> **Assigned task**
Could you report every line from the entries that includes the word "HtmlParser"?

> **Stored items**
──────────────────────────────

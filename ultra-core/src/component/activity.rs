//! Activity
//!
//! An activity is a component whose visibility follows a boolean state. The
//! state is evaluated once at build time and again on every notification of
//! the watched sources, toggling either the `display` or the `visibility`
//! style channel.

use std::fmt;
use std::sync::Arc;

use tracing::{trace, warn};

use super::UltraComponent;
use crate::dom::{Document, Node};
use crate::reactive::{guard_with, Cleanup, Disposable, Source};

/// Which style channel an activity toggles.
#[derive(Debug, Clone, Copy, PartialEq, Eq, Default)]
pub enum ActivityType {
    /// `display: none` when hidden; the property is removed when shown.
    #[default]
    Display,
    /// `visibility: hidden` / `visibility: visible`.
    Visibility,
}

impl ActivityType {
    /// Parse a type name. Unknown names fall back to `Display` with a warning.
    pub fn parse(name: &str) -> Self {
        match name.trim().to_ascii_lowercase().as_str() {
            "display" => ActivityType::Display,
            "visibility" => ActivityType::Visibility,
            other => {
                warn!(activity_type = other, "unsupported activity type; using display");
                ActivityType::Display
            }
        }
    }

    fn apply(self, node: &Node, visible: bool) {
        let result = match (self, visible) {
            (ActivityType::Display, true) => {
                node.remove_style("display");
                Ok(())
            }
            (ActivityType::Display, false) => node.set_style("display", "none"),
            (ActivityType::Visibility, true) => node.set_style("visibility", "visible"),
            (ActivityType::Visibility, false) => node.set_style("visibility", "hidden"),
        };
        if let Err(err) = result {
            warn!(error = %err, "could not toggle activity");
        }
    }
}

type StateFn = Arc<dyn Fn() -> bool + Send + Sync>;

/// A component shown or hidden by a boolean state.
pub struct UltraActivity {
    component: UltraComponent,
    state: StateFn,
    kind: Option<String>,
    sources: Vec<Box<dyn Source>>,
}

impl UltraActivity {
    pub fn new<F>(component: UltraComponent, state: F) -> Self
    where
        F: Fn() -> bool + Send + Sync + 'static,
    {
        Self {
            component,
            state: Arc::new(state),
            kind: None,
            sources: Vec::new(),
        }
    }

    /// Toggle channel, `"display"` or `"visibility"`. Defaults to the
    /// document's configured `activity_default`.
    pub fn kind(mut self, kind: &str) -> Self {
        self.kind = Some(kind.to_string());
        self
    }

    /// Re-evaluate the state whenever `source` notifies.
    pub fn watch<S: Source + 'static>(mut self, source: S) -> Self {
        self.sources.push(Box::new(source));
        self
    }

    pub fn build(self, doc: &Document) -> Node {
        let kind = ActivityType::parse(
            self.kind
                .as_deref()
                .unwrap_or(&doc.config().activity_default),
        );
        let node = self.component.build(doc);

        let toggle = {
            let node = node.clone();
            let state = self.state;
            Arc::new(move || {
                if let Some(visible) = guard_with("activity state", || state()) {
                    trace!(node = %node.describe(), visible, "activity toggled");
                    kind.apply(&node, visible);
                }
            })
        };
        toggle();

        let cleanup = node.cleanup().unwrap_or_else(|| {
            let cleanup = Cleanup::new();
            node.set_cleanup(cleanup.clone());
            cleanup
        });
        for source in &self.sources {
            cleanup.push(source.watch(toggle.clone()));
        }
        node
    }
}

impl fmt::Debug for UltraActivity {
    fn fmt(&self, f: &mut fmt::Formatter<'_>) -> fmt::Result {
        f.debug_struct("UltraActivity")
            .field("component", &self.component)
            .field("kind", &self.kind)
            .field("sources", &self.sources.len())
            .finish()
    }
}

#[cfg(test)]
mod tests {
    use super::*;
    use crate::config::UltraConfig;
    use crate::reactive::ReactiveCell;

    #[test]
    fn display_toggle() {
        let doc = Document::new("/");
        let open = ReactiveCell::new(false);
        let o = open.clone();
        let node = UltraActivity::new(UltraComponent::new("<aside></aside>"), move || o.get())
            .watch(open.clone())
            .build(&doc);

        assert_eq!(node.style("display").as_deref(), Some("none"));
        open.set(true);
        assert_eq!(node.style("display"), None);
        open.set(false);
        assert_eq!(node.style("display").as_deref(), Some("none"));
    }

    #[test]
    fn visibility_toggle() {
        let doc = Document::new("/");
        let open = ReactiveCell::new(true);
        let o = open.clone();
        let node = UltraActivity::new(UltraComponent::new("<div></div>"), move || o.get())
            .kind("visibility")
            .watch(open.clone())
            .build(&doc);

        assert_eq!(node.style("visibility").as_deref(), Some("visible"));
        open.set(false);
        assert_eq!(node.style("visibility").as_deref(), Some("hidden"));
        assert_eq!(node.style("display"), None);
    }

    #[test]
    fn unknown_type_falls_back_to_display() {
        assert_eq!(ActivityType::parse("opacity"), ActivityType::Display);
        assert_eq!(ActivityType::parse(" Visibility "), ActivityType::Visibility);

        let doc = Document::new("/");
        let node = UltraActivity::new(UltraComponent::new("<div></div>"), || false)
            .kind("opacity")
            .build(&doc);
        assert_eq!(node.style("display").as_deref(), Some("none"));
    }

    #[test]
    fn default_kind_comes_from_config() {
        let config = UltraConfig {
            activity_default: "visibility".into(),
            ..UltraConfig::default()
        };
        let doc = Document::with_config("/", config);
        let node = UltraActivity::new(UltraComponent::new("<div></div>"), || false).build(&doc);
        assert_eq!(node.style("visibility").as_deref(), Some("hidden"));
    }

    #[test]
    fn multiple_sources_and_cleanup() {
        let doc = Document::new("/");
        let a = ReactiveCell::new(true);
        let b = ReactiveCell::new(true);
        let (ra, rb) = (a.clone(), b.clone());
        let node = UltraActivity::new(UltraComponent::new("<div></div>"), move || {
            ra.get() && rb.get()
        })
        .watch(a.clone())
        .watch(b.clone())
        .build(&doc);

        b.set(false);
        assert_eq!(node.style("display").as_deref(), Some("none"));

        node.dispose();
        assert_eq!(a.subscriber_count(), 0);
        assert_eq!(b.subscriber_count(), 0);
        b.set(true);
        assert_eq!(node.style("display").as_deref(), Some("none"));
    }
}
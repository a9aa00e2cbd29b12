//! Document
//!
//! The platform surface everything else is built against: the `<head>` and
//! `<body>` nodes, the frame queue, session history, the markup parser, the
//! configuration and the view-transition capability.
//!
//! `Document` is a cheap handle; clones share everything.

use std::fmt;
use std::sync::atomic::{AtomicBool, AtomicUsize, Ordering};
use std::sync::Arc;

use tracing::debug;

use super::history::{History, Location};
use super::node::Node;
use super::parser::{HtmlParser, MarkupParser};
use super::scheduler::FrameQueue;
use crate::config::UltraConfig;

struct DocumentInner {
    root: Node,
    head: Node,
    body: Node,
    frames: FrameQueue,
    history: History,
    parser: Arc<dyn MarkupParser>,
    config: UltraConfig,
    view_transitions: AtomicBool,
    transitions_started: AtomicUsize,
}

/// A document and its platform services.
#[derive(Clone)]
pub struct Document {
    inner: Arc<DocumentInner>,
}

impl Document {
    /// A document at `url` with default config and the built-in parser.
    pub fn new(url: &str) -> Self {
        Self::with_parts(url, UltraConfig::default(), Arc::new(HtmlParser))
    }

    pub fn with_config(url: &str, config: UltraConfig) -> Self {
        Self::with_parts(url, config, Arc::new(HtmlParser))
    }

    pub fn with_parts(url: &str, config: UltraConfig, parser: Arc<dyn MarkupParser>) -> Self {
        let root = Node::element("html");
        let head = Node::element("head");
        let body = Node::element("body");
        // Fresh nodes: neither append can fail.
        let _ = root.append_child(&head);
        let _ = root.append_child(&body);

        Self {
            inner: Arc::new(DocumentInner {
                root,
                head,
                body,
                frames: FrameQueue::new(),
                history: History::new(url),
                parser,
                config,
                view_transitions: AtomicBool::new(false),
                transitions_started: AtomicUsize::new(0),
            }),
        }
    }

    /// The `<html>` element.
    pub fn root(&self) -> &Node {
        &self.inner.root
    }

    pub fn head(&self) -> &Node {
        &self.inner.head
    }

    pub fn body(&self) -> &Node {
        &self.inner.body
    }

    pub fn frames(&self) -> &FrameQueue {
        &self.inner.frames
    }

    pub fn history(&self) -> &History {
        &self.inner.history
    }

    pub fn location(&self) -> Location {
        self.inner.history.location()
    }

    pub fn config(&self) -> &UltraConfig {
        &self.inner.config
    }

    /// Parse markup with the document's parser.
    pub fn parse(&self, markup: &str) -> Option<Node> {
        self.inner.parser.parse(markup)
    }

    /// Empty element used in place of markup that failed to parse.
    pub fn placeholder(&self) -> Node {
        let node = Node::element(&self.inner.config.placeholder_tag);
        node.set_attribute("data-ultra-placeholder", "");
        node
    }

    /// Declare whether the platform supports view transitions.
    pub fn set_view_transitions_supported(&self, supported: bool) {
        self.inner.view_transitions.store(supported, Ordering::SeqCst);
    }

    pub fn supports_view_transitions(&self) -> bool {
        self.inner.view_transitions.load(Ordering::SeqCst)
    }

    /// Apply `update` inside a view transition if supported, otherwise
    /// directly. Returns whether a transition was used.
    pub fn start_view_transition<F>(&self, update: F) -> bool
    where
        F: FnOnce(),
    {
        if self.supports_view_transitions() {
            self.inner.transitions_started.fetch_add(1, Ordering::SeqCst);
            debug!("view transition started");
            update();
            true
        } else {
            update();
            false
        }
    }

    /// Number of view transitions started.
    pub fn view_transition_count(&self) -> usize {
        self.inner.transitions_started.load(Ordering::SeqCst)
    }
}

impl fmt::Debug for Document {
    fn fmt(&self, f: &mut fmt::Formatter<'_>) -> fmt::Result {
        f.debug_struct("Document")
            .field("location", &self.location())
            .field("frames", &self.inner.frames)
            .finish()
    }
}

#[cfg(test)]
mod tests {
    use super::*;

    #[test]
    fn document_layout() {
        let doc = Document::new("/start?x=1");
        assert!(doc.root().contains(doc.body()));
        assert!(doc.root().contains(doc.head()));
        assert!(!doc.body().contains(doc.head()));
        assert_eq!(doc.location().path(), "/start");
    }

    #[test]
    fn placeholder_follows_config() {
        let config = UltraConfig {
            placeholder_tag: "span".into(),
            ..UltraConfig::default()
        };
        let doc = Document::with_config("/", config);
        let placeholder = doc.placeholder();
        assert_eq!(placeholder.tag().as_deref(), Some("span"));
        assert!(placeholder.has_attribute("data-ultra-placeholder"));
    }

    #[test]
    fn view_transition_falls_back() {
        let doc = Document::new("/");
        let mut ran = false;
        assert!(!doc.start_view_transition(|| ran = true));
        assert!(ran);

        doc.set_view_transitions_supported(true);
        assert!(doc.start_view_transition(|| {}));
        assert_eq!(doc.view_transition_count(), 1);
    }
}
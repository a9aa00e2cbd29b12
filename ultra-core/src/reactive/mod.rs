//! Reactive Primitives
//!
//! This module implements the state core: cells, scoped contexts, stores
//! and effects, plus the cleanup protocol every subscription feeds into.
//!
//! # Concepts
//!
//! ## Cells
//!
//! A [`ReactiveCell`] is a container for mutable state with an explicit
//! subscriber set. Writing a changed value notifies every subscriber
//! synchronously.
//!
//! ## Scoped Contexts
//!
//! A [`ScopedContext`] is a cell whose accessors only work for callers
//! located inside one owner node's subtree.
//!
//! ## Stores
//!
//! A [`Store`] groups named cells with methods that operate on them.
//!
//! ## Effects
//!
//! An [`Effect`] runs an action now and again whenever one of the sources it
//! was given fires.
//!
//! # Implementation Notes
//!
//! Dependencies are explicit. Reading a cell never subscribes anything;
//! callers list the sources they care about. There is no batching: every
//! write fans out before `set` returns.

mod cell;
mod cleanup;
mod context;
mod effect;
mod store;
mod subscriber;

pub use cell::{CellValue, ReactiveCell};
pub use cleanup::{guard, guard_with, Cleanup, Disposable, Teardown};
pub use context::{reachable, Containment, ContextError, ContextValue, ScopedContext, ScopedSource};
pub use effect::{effect, Effect};
pub use store::{Method, Store, StoreError, StoreShape};
pub use subscriber::{Notify, Source, Subscriber, SubscriberId, Unsubscribe};
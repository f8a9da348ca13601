//! Layered point-cloud starfield.
//!
//! Two vertex sets are sampled uniformly inside the cube `[-r, r]^3`, then
//! instanced as twenty randomly rotated layers with growing scale. Layers
//! alternate between the sparse and dense set and cycle through six dim grey
//! materials, which gives depth without a skybox texture. The same seed
//! always yields the same sky.

use glam::{Mat4, Vec3};
use rand::{Rng, SeedableRng};
use rand_chacha::ChaCha8Rng;
use terra_config::StarsConfig;
use terra_controls::Euler;

use crate::color::hex_to_rgb;

/// Screen-space point sprite material.
#[derive(Clone, Debug, PartialEq)]
pub struct PointMaterial {
    pub color: Vec3,
    /// Pixel size.
    pub size: f32,
    /// Points shrink with distance when set.
    pub size_attenuation: bool,
}

impl PointMaterial {
    fn fixed(hex: u32, size: f32) -> Self {
        Self {
            color: hex_to_rgb(hex),
            size,
            size_attenuation: false,
        }
    }
}

/// One instance of a vertex set.
#[derive(Clone, Debug, PartialEq)]
pub struct StarLayer {
    /// Index into [`Starfield::point_sets`].
    pub point_set: usize,
    /// Index into [`Starfield::materials`].
    pub material: usize,
    pub rotation: Euler,
    pub scale: f32,
    /// Scale and rotation baked once; layers never move.
    pub model: Mat4,
}

#[derive(Clone, Debug)]
pub struct Starfield {
    point_sets: [Vec<Vec3>; 2],
    materials: Vec<PointMaterial>,
    layers: Vec<StarLayer>,
}

impl Starfield {
    /// Generates the starfield for a planet of `radius`.
    #[must_use]
    pub fn generate(config: &StarsConfig, radius: f32) -> Self {
        let mut rng = ChaCha8Rng::seed_from_u64(config.seed);

        let sparse = sample_cube(&mut rng, config.sparse_count, radius);
        let dense = sample_cube(&mut rng, config.dense_count, radius);

        let materials = vec![
            PointMaterial::fixed(0x555555, 2.0),
            PointMaterial::fixed(0x555555, 1.0),
            PointMaterial::fixed(0x333333, 2.0),
            PointMaterial::fixed(0x3a3a3a, 1.0),
            PointMaterial::fixed(0x1a1a1a, 2.0),
            PointMaterial::fixed(0x1a1a1a, 1.0),
        ];

        let layers: Vec<StarLayer> = (config.first_layer..config.end_layer)
            .map(|i| {
                let rotation = Euler::new(
                    rng.random::<f32>() * 6.0,
                    rng.random::<f32>() * 6.0,
                    rng.random::<f32>() * 6.0,
                );
                let scale = i as f32 * 10.0;
                StarLayer {
                    point_set: (i % 2) as usize,
                    material: (i % 6) as usize,
                    rotation,
                    scale,
                    model: Mat4::from_scale_rotation_translation(
                        Vec3::splat(scale),
                        rotation.to_quat(),
                        Vec3::ZERO,
                    ),
                }
            })
            .collect();

        tracing::debug!(
            seed = config.seed,
            layers = layers.len(),
            points = sparse.len() + dense.len(),
            "Generated starfield"
        );

        Self {
            point_sets: [sparse, dense],
            materials,
            layers,
        }
    }

    /// The sparse set (index 0) and the dense set (index 1).
    #[must_use]
    pub fn point_sets(&self) -> &[Vec<Vec3>; 2] {
        &self.point_sets
    }

    #[must_use]
    pub fn materials(&self) -> &[PointMaterial] {
        &self.materials
    }

    #[must_use]
    pub fn layers(&self) -> &[StarLayer] {
        &self.layers
    }

    /// World-space points of one layer.
    pub fn layer_points(&self, layer: &StarLayer) -> impl Iterator<Item = Vec3> + '_ {
        let model = layer.model;
        self.point_sets[layer.point_set]
            .iter()
            .map(move |p| model.transform_point3(*p))
    }
}

fn sample_cube(rng: &mut ChaCha8Rng, count: u32, radius: f32) -> Vec<Vec3> {
    (0..count)
        .map(|_| {
            Vec3::new(
                rng.random::<f32>() * 2.0 - 1.0,
                rng.random::<f32>() * 2.0 - 1.0,
                rng.random::<f32>() * 2.0 - 1.0,
            ) * radius
        })
        .collect()
}

#[cfg(test)]
mod tests {
    use super::*;

    const RADIUS: f32 = 6371.0;

    #[test]
    fn test_default_layout() {
        let field = Starfield::generate(&StarsConfig::default(), RADIUS);
        assert_eq!(field.point_sets()[0].len(), 250);
        assert_eq!(field.point_sets()[1].len(), 1500);
        assert_eq!(field.materials().len(), 6);
        assert_eq!(field.layers().len(), 20);

        let first = &field.layers()[0];
        assert_eq!(first.point_set, 0);
        assert_eq!(first.material, 4);
        assert_eq!(first.scale, 100.0);
        let last = field.layers().last().unwrap();
        assert_eq!(last.point_set, 1);
        assert_eq!(last.material, 5);
        assert_eq!(last.scale, 290.0);
    }

    #[test]
    fn test_points_inside_cube() {
        let field = Starfield::generate(&StarsConfig::default(), RADIUS);
        for p in field.point_sets().iter().flatten() {
            assert!(p.abs().max_element() <= RADIUS);
        }
    }

    #[test]
    fn test_same_seed_same_sky() {
        let a = Starfield::generate(&StarsConfig::default(), RADIUS);
        let b = Starfield::generate(&StarsConfig::default(), RADIUS);
        assert_eq!(a.point_sets(), b.point_sets());
        assert_eq!(a.layers(), b.layers());
    }

    #[test]
    fn test_different_seed_different_sky() {
        let a = Starfield::generate(&StarsConfig::default(), RADIUS);
        let other = StarsConfig {
            seed: 7,
            ..StarsConfig::default()
        };
        let b = Starfield::generate(&other, RADIUS);
        assert_ne!(a.point_sets()[0], b.point_sets()[0]);
    }

    #[test]
    fn test_layer_rotation_range() {
        let field = Starfield::generate(&StarsConfig::default(), RADIUS);
        for layer in field.layers() {
            for angle in [layer.rotation.x, layer.rotation.y, layer.rotation.z] {
                assert!((0.0..6.0).contains(&angle));
            }
        }
    }

    #[test]
    fn test_materials_never_attenuate() {
        let field = Starfield::generate(&StarsConfig::default(), RADIUS);
        assert!(field.materials().iter().all(|m| !m.size_attenuation));
        assert_eq!(field.materials()[0].size, 2.0);
        assert_eq!(field.materials()[1].size, 1.0);
    }

    #[test]
    fn test_layer_points_scaled_out() {
        let field = Starfield::generate(&StarsConfig::default(), RADIUS);
        let layer = &field.layers()[0];
        let source = &field.point_sets()[layer.point_set];
        for (world, local) in field.layer_points(layer).zip(source) {
            let ratio = world.length() / local.length();
            assert!((ratio - layer.scale).abs() < 1e-2, "{ratio}");
        }
    }

    #[test]
    fn test_empty_layer_range() {
        let config = StarsConfig {
            first_layer: 5,
            end_layer: 5,
            ..StarsConfig::default()
        };
        assert!(Starfield::generate(&config, RADIUS).layers().is_empty());
    }
}
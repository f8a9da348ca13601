//! Per-frame elapsed time.
//!
//! [`FrameClock`] measures wall time between consecutive frames. Long stalls
//! (window drags, breakpoints) are clamped so the camera does not jump across
//! the scene on the next frame. [`FixedStep`] hands out a constant delta for
//! windowless runs.

use std::time::Instant;

use tracing::warn;

/// Longest frame passed on to the simulation, in seconds.
pub const MAX_FRAME_TIME: f32 = 0.25;

/// Step used when no wall clock drives the frames: 60 Hz.
pub const FIXED_DT: f32 = 1.0 / 60.0;

/// Wall-clock frame timer.
///
/// The first [`delta`](Self::delta) after construction or
/// [`reset`](Self::reset) starts the clock and returns zero.
#[derive(Debug, Default)]
pub struct FrameClock {
    previous: Option<Instant>,
    frame_count: u64,
    elapsed: f64,
}

impl FrameClock {
    #[must_use]
    pub fn new() -> Self {
        Self::default()
    }

    /// Seconds since the previous call.
    pub fn delta(&mut self) -> f32 {
        self.delta_at(Instant::now())
    }

    /// [`delta`](Self::delta) with an explicit current time.
    pub fn delta_at(&mut self, now: Instant) -> f32 {
        let raw = match self.previous {
            Some(previous) => now.saturating_duration_since(previous).as_secs_f32(),
            None => 0.0,
        };
        self.previous = Some(now);
        self.frame_count += 1;
        let delta = clamp_frame_time(raw);
        self.elapsed += f64::from(delta);
        delta
    }

    /// Stops the clock; the next delta is zero again.
    pub fn reset(&mut self) {
        self.previous = None;
    }

    #[must_use]
    pub fn frame_count(&self) -> u64 {
        self.frame_count
    }

    /// Sum of every delta handed out, after clamping.
    #[must_use]
    pub fn elapsed(&self) -> f64 {
        self.elapsed
    }
}

/// Constant-step clock for scripted runs.
#[derive(Debug, Clone)]
pub struct FixedStep {
    dt: f32,
    frame_count: u64,
}

impl Default for FixedStep {
    fn default() -> Self {
        Self::new(FIXED_DT)
    }
}

impl FixedStep {
    /// `dt` is clamped the same way as a measured frame.
    #[must_use]
    pub fn new(dt: f32) -> Self {
        Self {
            dt: clamp_frame_time(dt),
            frame_count: 0,
        }
    }

    pub fn delta(&mut self) -> f32 {
        self.frame_count += 1;
        self.dt
    }

    #[must_use]
    pub fn frame_count(&self) -> u64 {
        self.frame_count
    }
}

fn clamp_frame_time(raw: f32) -> f32 {
    if raw.is_nan() || raw < 0.0 {
        return 0.0;
    }
    if raw > MAX_FRAME_TIME {
        warn!(
            "Frame time {:.1}ms exceeds maximum, clamping to {:.1}ms",
            raw * 1000.0,
            MAX_FRAME_TIME * 1000.0
        );
        return MAX_FRAME_TIME;
    }
    raw
}
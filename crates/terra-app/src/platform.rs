//! OS-specific directories for config, assets and logs.

use std::path::{Path, PathBuf};

/// Errors that can occur while resolving or creating directories.
#[derive(Debug, thiserror::Error)]
pub enum PlatformError {
    #[error("could not determine OS configuration directory")]
    NoConfigDir,

    #[error("cannot create {}: {source}", path.display())]
    Create {
        path: PathBuf,
        #[source]
        source: std::io::Error,
    },
}

const APP_NAME: &str = "terra-viewer";

/// Where the viewer keeps its files. Follows XDG on Linux, Known Folders on
/// Windows and `~/Library` on macOS.
#[derive(Debug, Clone, PartialEq, Eq)]
pub struct PlatformDirs {
    /// `config.ron`.
    pub config_dir: PathBuf,
    /// Planet textures and other assets.
    pub data_dir: PathBuf,
    /// `terra.log` in debug builds.
    pub log_dir: PathBuf,
}

impl PlatformDirs {
    /// Resolves the OS directories without touching the disk.
    pub fn resolve() -> Result<Self, PlatformError> {
        let app_config = dirs::config_dir()
            .ok_or(PlatformError::NoConfigDir)?
            .join(APP_NAME);
        let data_dir = dirs::data_dir()
            .map(|d| d.join(APP_NAME))
            .unwrap_or_else(|| app_config.join("data"));

        Ok(Self {
            config_dir: app_config.clone(),
            data_dir,
            log_dir: app_config.join("logs"),
        })
    }

    /// Everything under `root`, for tests and portable installs.
    #[must_use]
    pub fn with_root(root: &Path) -> Self {
        let app_dir = root.join(APP_NAME);
        Self {
            config_dir: app_dir.join("config"),
            data_dir: app_dir.join("data"),
            log_dir: app_dir.join("logs"),
        }
    }

    /// Points the config directory elsewhere, e.g. from `--config`.
    #[must_use]
    pub fn with_config_dir(mut self, config_dir: PathBuf) -> Self {
        self.config_dir = config_dir;
        self
    }

    pub fn create_dirs(&self) -> Result<(), PlatformError> {
        for dir in [&self.config_dir, &self.data_dir, &self.log_dir] {
            std::fs::create_dir_all(dir).map_err(|source| PlatformError::Create {
                path: dir.clone(),
                source,
            })?;
        }
        Ok(())
    }
}

#[cfg(test)]
mod tests {
    use super::*;

    #[test]
    fn test_with_root_layout() {
        let root = Path::new("portable");
        let dirs = PlatformDirs::with_root(root);
        assert_eq!(dirs.config_dir, root.join(APP_NAME).join("config"));
        assert_eq!(dirs.log_dir, root.join(APP_NAME).join("logs"));
        assert!(dirs.data_dir.starts_with(root));
    }

    #[test]
    fn test_create_dirs() {
        let tmp = tempfile::tempdir().unwrap();
        let dirs = PlatformDirs::with_root(tmp.path());
        dirs.create_dirs().unwrap();
        assert!(dirs.config_dir.is_dir());
        assert!(dirs.data_dir.is_dir());
        assert!(dirs.log_dir.is_dir());
    }

    #[test]
    fn test_config_override() {
        let tmp = tempfile::tempdir().unwrap();
        let custom = tmp.path().join("elsewhere");
        let dirs = PlatformDirs::with_root(tmp.path()).with_config_dir(custom.clone());
        assert_eq!(dirs.config_dir, custom);
        dirs.create_dirs().unwrap();
        assert!(custom.is_dir());
    }

    #[test]
    fn test_create_fails_under_file() {
        let tmp = tempfile::tempdir().unwrap();
        let blocker = tmp.path().join("blocker");
        std::fs::write(&blocker, b"").unwrap();
        let dirs = PlatformDirs::with_root(&blocker);
        let err = dirs.create_dirs().unwrap_err();
        assert!(matches!(err, PlatformError::Create { .. }));
    }

    #[test]
    fn test_resolved_paths_are_absolute() {
        if let Ok(dirs) = PlatformDirs::resolve() {
            assert!(dirs.config_dir.is_absolute());
            assert!(dirs.log_dir.starts_with(&dirs.config_dir));
        }
    }
}
//! Loading the config before logging exists.
//!
//! The log level lives in the config, so the subscriber is installed after
//! the file is read. [`StartupConfig`] remembers where the config came from
//! so that it can be reported once logging is up.

use std::path::{Path, PathBuf};

use terra_config::{CliArgs, Config};
use tracing::info;

use crate::AppError;

/// The config as resolved at start-up, with its origin.
#[derive(Debug, Clone)]
pub struct StartupConfig {
    pub config: Config,
    pub path: PathBuf,
    /// True when the defaults were written because no file existed.
    pub created: bool,
}

impl StartupConfig {
    /// Loads or creates `config.ron` in `config_dir` and applies `args`.
    pub fn load(config_dir: &Path, args: &CliArgs) -> Result<Self, AppError> {
        let path = Config::path_in(config_dir);
        let created = !path.exists();
        let mut config = Config::load_or_create(config_dir)?;
        config.apply_cli_overrides(args);
        Ok(Self {
            config,
            path,
            created,
        })
    }

    #[must_use]
    pub fn origin_message(&self) -> String {
        if self.created {
            format!("Wrote default config to {}", self.path.display())
        } else {
            format!("Loaded config from {}", self.path.display())
        }
    }

    /// Call after `terra_log::init_logging`.
    pub fn log_origin(&self) {
        info!("{}", self.origin_message());
    }
}
//! Errors raised while loading or persisting `config.ron`.

use std::path::PathBuf;

/// Failure modes of [`Config`](crate::Config) persistence. Each carries the
/// path that was being touched so the log line is actionable on its own.
#[derive(Debug, thiserror::Error)]
pub enum ConfigError {
    #[error("cannot read {}: {source}", path.display())]
    Read {
        path: PathBuf,
        #[source]
        source: std::io::Error,
    },

    #[error("cannot write {}: {source}", path.display())]
    Write {
        path: PathBuf,
        #[source]
        source: std::io::Error,
    },

    /// The file exists but is not valid RON for [`Config`](crate::Config).
    #[error("malformed config {}: {source}", path.display())]
    Parse {
        path: PathBuf,
        #[source]
        source: ron::error::SpannedError,
    },

    #[error("cannot serialize config: {0}")]
    Serialize(#[source] ron::Error),
}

──────────────────────────────

> **Answer box**
use super::parser::{HtmlParser, MarkupParser};
        Self::with_parts(url, UltraConfig::default(), Arc::new(HtmlParser))
        Self::with_parts(url, config, Arc::new(HtmlParser))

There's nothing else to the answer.